Friday, December 08, 2006



Like it or not, if you are on the stand alone Medicare drug plan, the odds are that you should change your provider for next year. Open enrollment ends December 31. Use the government web site to compare your current plan with the competitors. Just because your plan was among the cheapest for 2006 doesn’t mean it is going to be close to cheapest for 2007. It sure looks like some of the cheapest plans are playing catch-up, relying on your inertia to keep you with them as they raise the price.

Here are some tips.

1.Don’t trust the reenrollment material your present carrier sent you. The “plan improvements” may be a slightly lower premium and a lower deductible, and a doubled co-pay. See those smiling people on the brochure? They are insurance company stockholders.

2. Don’t overemphasize the deductible. If you are going to reach the donut hole, the amount of the deductible is irrelevant. It is pay me now or pay me later. The major item is almost always the co-pay, not the deductible or the premium. And of course, only the total annual cost shown on the government web site matters.
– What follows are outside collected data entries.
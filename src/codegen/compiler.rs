use crate::lexer::{Scanner, Token, TokenType};
use crate::codegen::chunk::Chunk;
use crate::codegen::opcodes::OpCode;
use crate::codegen::errors::{CompileError, ErrorAt};
use crate::runtime::{ObjHeap, Value};


/// Compiles a source buffer into a chunk in a single pass, allocating string
/// constants out of the given heap so they are interned alongside everything
/// the VM creates later.
///
/// On failure every error collected before EOF is returned; panic mode keeps
/// the list to one report per statement.
pub fn compile(source: &str, heap: &mut ObjHeap) -> Result<Chunk, Vec<CompileError>> {
    let mut compiler = Compiler::new(source, heap);

    compiler.advance();
    while !compiler.matches(TokenType::EOF) {
        compiler.declaration();
    }

    compiler.finish()
}


// Precedence ladder, lowest binds loosest. The discriminant order is what
// `parse_precedence` compares against, so the derive does the work.
#[derive(Debug, Clone, Copy, PartialEq, Eq, PartialOrd, Ord)]
enum Precedence {
    None,
    Assignment,  // =
    Or,          // or
    And,         // and
    Equality,    // == !=
    Comparison,  // < > <= >=
    Term,        // + -
    Factor,      // * /
    Unary,       // ! -
    Call,        // . ()
    Primary,
}

impl Precedence {
    /// One step tighter; used for the left-associative binary operators.
    fn next(self) -> Precedence {
        match self {
            Self::None => Self::Assignment,
            Self::Assignment => Self::Or,
            Self::Or => Self::And,
            Self::And => Self::Equality,
            Self::Equality => Self::Comparison,
            Self::Comparison => Self::Term,
            Self::Term => Self::Factor,
            Self::Factor => Self::Unary,
            Self::Unary => Self::Call,
            Self::Call => Self::Primary,
            Self::Primary => Self::Primary,
        }
    }
}

type ParseFn<'s, 'h> = fn(&mut Compiler<'s, 'h>);

struct ParseRule<'s, 'h> {
    prefix: Option<ParseFn<'s, 'h>>,
    infix: Option<ParseFn<'s, 'h>>,
    precedence: Precedence,
}

// The canonical presentation is a table indexed by token type; a match over
// the token type is the same table without the indexing hazards.
fn get_rule<'s, 'h>(kind: TokenType) -> ParseRule<'s, 'h> {
    use TokenType::*;

    let (prefix, infix, precedence): (Option<ParseFn<'s, 'h>>, Option<ParseFn<'s, 'h>>, Precedence) = match kind {
        LeftParen => (Some(Compiler::grouping), None, Precedence::None),
        Minus => (Some(Compiler::unary), Some(Compiler::binary), Precedence::Term),
        Plus => (None, Some(Compiler::binary), Precedence::Term),
        Slash => (None, Some(Compiler::binary), Precedence::Factor),
        Star => (None, Some(Compiler::binary), Precedence::Factor),
        Bang => (Some(Compiler::unary), None, Precedence::None),
        BangEqual => (None, Some(Compiler::binary), Precedence::Equality),
        EqualEqual => (None, Some(Compiler::binary), Precedence::Equality),
        Greater => (None, Some(Compiler::binary), Precedence::Comparison),
        GreaterEqual => (None, Some(Compiler::binary), Precedence::Comparison),
        Less => (None, Some(Compiler::binary), Precedence::Comparison),
        LessEqual => (None, Some(Compiler::binary), Precedence::Comparison),
        StringLit => (Some(Compiler::string), None, Precedence::None),
        Number => (Some(Compiler::number), None, Precedence::None),
        False => (Some(Compiler::literal), None, Precedence::None),
        Nil => (Some(Compiler::literal), None, Precedence::None),
        True => (Some(Compiler::literal), None, Precedence::None),
        _ => (None, None, Precedence::None),
    };

    ParseRule { prefix, infix, precedence }
}


struct Compiler<'s, 'h> {
    scanner: Scanner<'s>,
    previous: Token<'s>,
    current: Token<'s>,
    chunk: Chunk,
    heap: &'h mut ObjHeap,
    errors: Vec<CompileError>,
    panic_mode: bool,
}

impl<'s, 'h> Compiler<'s, 'h> {
    fn new(source: &'s str, heap: &'h mut ObjHeap) -> Self {
        Compiler {
            scanner: Scanner::new(source),
            previous: Token::empty(),
            current: Token::empty(),
            chunk: Chunk::new(),
            heap,
            errors: Vec::new(),
            panic_mode: false,
        }
    }

    fn finish(mut self) -> Result<Chunk, Vec<CompileError>> {
        self.emit_return();

        if !self.errors.is_empty() {
            return Err(self.errors);
        }

        log::debug!(
            "compiled chunk: {} bytes, {} constants",
            self.chunk.len(),
            self.chunk.constants().len(),
        );
        Ok(self.chunk)
    }

    // Token plumbing

    fn advance(&mut self) {
        self.previous = self.current;

        loop {
            self.current = self.scanner.scan_token();
            if self.current.kind != TokenType::Error {
                break;
            }

            let token = self.current;
            self.error_at(token, token.lexeme);
        }
    }

    fn consume(&mut self, kind: TokenType, message: &str) {
        if self.check(kind) {
            self.advance();
        } else {
            self.error_at_current(message);
        }
    }

    fn check(&self, kind: TokenType) -> bool {
        self.current.kind == kind
    }

    fn matches(&mut self, kind: TokenType) -> bool {
        if !self.check(kind) {
            return false;
        }
        self.advance();
        true
    }

    // Error reporting

    fn error(&mut self, message: &str) {
        let token = self.previous;
        self.error_at(token, message);
    }

    fn error_at_current(&mut self, message: &str) {
        let token = self.current;
        self.error_at(token, message);
    }

    fn error_at(&mut self, token: Token<'s>, message: &str) {
        // one report per statement; synchronize clears the flag
        if self.panic_mode {
            return;
        }
        self.panic_mode = true;

        let at = match token.kind {
            TokenType::EOF => ErrorAt::End,
            TokenType::Error => ErrorAt::Plain,
            _ => ErrorAt::Token(token.lexeme.to_string()),
        };
        self.errors.push(CompileError::new(message, at, token.line));
    }

    /// Skips forward to a likely statement boundary so later statements get
    /// their own error reports.
    fn synchronize(&mut self) {
        use TokenType::*;

        self.panic_mode = false;

        while !self.check(EOF) {
            if self.previous.kind == Semicolon {
                return;
            }

            match self.current.kind {
                Class | Fun | Var | For | If | While | Print | Return => return,
                _ => self.advance(),
            }
        }
    }

    // Emitters

    fn emit_byte(&mut self, byte: impl Into<u8>) {
        let line = self.previous.line;
        self.chunk.write(byte, line);
    }

    fn emit_bytes(&mut self, byte1: impl Into<u8>, byte2: impl Into<u8>) {
        self.emit_byte(byte1);
        self.emit_byte(byte2);
    }

    fn emit_return(&mut self) {
        self.emit_byte(OpCode::Return);
    }

    fn emit_constant(&mut self, value: Value) {
        let index = self.make_constant(value);
        self.emit_bytes(OpCode::Constant, index);
    }

    fn make_constant(&mut self, value: Value) -> u8 {
        let index = self.chunk.add_constant(value);
        match u8::try_from(index) {
            Ok(index) => index,
            Err(_) => {
                self.error("Too many constants in one chunk.");
                0
            }
        }
    }

    // Declarations and statements

    fn declaration(&mut self) {
        if self.matches(TokenType::Var) {
            self.var_declaration();
        } else {
            self.statement();
        }

        if self.panic_mode {
            self.synchronize();
        }
    }

    fn var_declaration(&mut self) {
        let global = self.parse_variable("Expect variable name.");

        if self.matches(TokenType::Equal) {
            self.expression();
        } else {
            self.emit_byte(OpCode::Nil);
        }
        self.consume(TokenType::Semicolon, "Expect ';' after variable declaration.");

        self.emit_bytes(OpCode::DefineGlobal, global);
    }

    fn parse_variable(&mut self, message: &str) -> u8 {
        self.consume(TokenType::Identifier, message);

        let name = self.previous;
        self.identifier_constant(name)
    }

    fn identifier_constant(&mut self, name: Token<'s>) -> u8 {
        let string = self.heap.copy_string(name.lexeme);
        self.make_constant(Value::Obj(string))
    }

    fn statement(&mut self) {
        if self.matches(TokenType::Print) {
            self.print_statement();
        } else {
            self.expression_statement();
        }
    }

    fn print_statement(&mut self) {
        self.expression();
        self.consume(TokenType::Semicolon, "Expect ';' after value.");
        self.emit_byte(OpCode::Print);
    }

    fn expression_statement(&mut self) {
        self.expression();
        self.consume(TokenType::Semicolon, "Expect ';' after expression.");
        self.emit_byte(OpCode::Pop);
    }

    // Expressions

    fn expression(&mut self) {
        self.parse_precedence(Precedence::Assignment);
    }

    fn parse_precedence(&mut self, precedence: Precedence) {
        self.advance();

        let prefix = match get_rule(self.previous.kind).prefix {
            Some(prefix) => prefix,
            None => {
                self.error("Expect expression.");
                return;
            }
        };
        prefix(self);

        while precedence <= get_rule(self.current.kind).precedence {
            self.advance();
            if let Some(infix) = get_rule(self.previous.kind).infix {
                infix(self);
            }
        }
    }

    fn grouping(&mut self) {
        self.expression();
        self.consume(TokenType::RightParen, "Expect ')' after expression.");
    }

    fn number(&mut self) {
        match self.previous.lexeme.parse::<f64>() {
            Ok(value) => self.emit_constant(Value::Number(value)),
            Err(_) => self.error("Invalid number literal."),
        }
    }

    fn string(&mut self) {
        // the scanner leaves the quotes on the lexeme
        let lexeme = self.previous.lexeme;
        let contents = &lexeme[1..lexeme.len() - 1];

        let string = self.heap.copy_string(contents);
        self.emit_constant(Value::Obj(string));
    }

    fn literal(&mut self) {
        match self.previous.kind {
            TokenType::False => self.emit_byte(OpCode::False),
            TokenType::Nil => self.emit_byte(OpCode::Nil),
            TokenType::True => self.emit_byte(OpCode::True),
            _ => unreachable!("literal rule on non-literal token"),
        }
    }

    fn unary(&mut self) {
        let operator = self.previous.kind;

        // operand first, so the instruction pops it
        self.parse_precedence(Precedence::Unary);

        match operator {
            TokenType::Bang => self.emit_byte(OpCode::Not),
            TokenType::Minus => self.emit_byte(OpCode::Negate),
            _ => unreachable!("unary rule on non-unary token"),
        }
    }

    fn binary(&mut self) {
        let operator = self.previous.kind;
        let rule = get_rule(operator);

        // one level tighter than our own precedence: left-associative
        self.parse_precedence(rule.precedence.next());

        match operator {
            TokenType::Plus => self.emit_byte(OpCode::Add),
            TokenType::Minus => self.emit_byte(OpCode::Subtract),
            TokenType::Star => self.emit_byte(OpCode::Multiply),
            TokenType::Slash => self.emit_byte(OpCode::Divide),
            TokenType::EqualEqual => self.emit_byte(OpCode::Equal),
            TokenType::BangEqual => self.emit_bytes(OpCode::Equal, OpCode::Not),
            TokenType::Greater => self.emit_byte(OpCode::Greater),
            TokenType::GreaterEqual => self.emit_bytes(OpCode::Less, OpCode::Not),
            TokenType::Less => self.emit_byte(OpCode::Less),
            TokenType::LessEqual => self.emit_bytes(OpCode::Greater, OpCode::Not),
            _ => unreachable!("binary rule on non-operator token"),
        }
    }
}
3. Don’t enter all your drugs on the web site, just the expensive ones. Remember the counter-intuitive fact that the amount you pay, the co-pay, counts toward the maximum annual coverage. The generics that you can get at Wal-Mart or Target for $4 should not be purchased on your insurance, so they shouldn’t enter into your decision making on the web site.
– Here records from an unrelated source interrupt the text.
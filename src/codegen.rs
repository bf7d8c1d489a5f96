pub mod chunk;
pub use chunk::{Chunk, ValueArray};

mod opcodes;
pub use opcodes::OpCode;

mod compiler;
pub use compiler::compile;

pub mod errors;
pub use errors::{CompileError, ErrorAt};

mod tests;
4. Whether or not you are switching plans, if you are not in the donut hole refill all the prescriptions you can before year end. It is almost certain to cost more next year, and there is always the chance that a change in your prescriptions, or their cost, will subject you to the donut hole next year. December counts against this year, January the next year. If the computer rejects you as too early, call them to find out when you can refill. It may be before December 31. Better yet, sometimes they will fill it early and just send you a nasty letter.

5. If you are uncertain about something, email me. I only know my own little corner of this, but I can poke around the internet. Google seems to have an answer for everything. And I have a good friend who is a pharmacist. Warning- while there is no charge, you will probably be pestered for a bio.

Think of this process as a fun thing, like using coupons.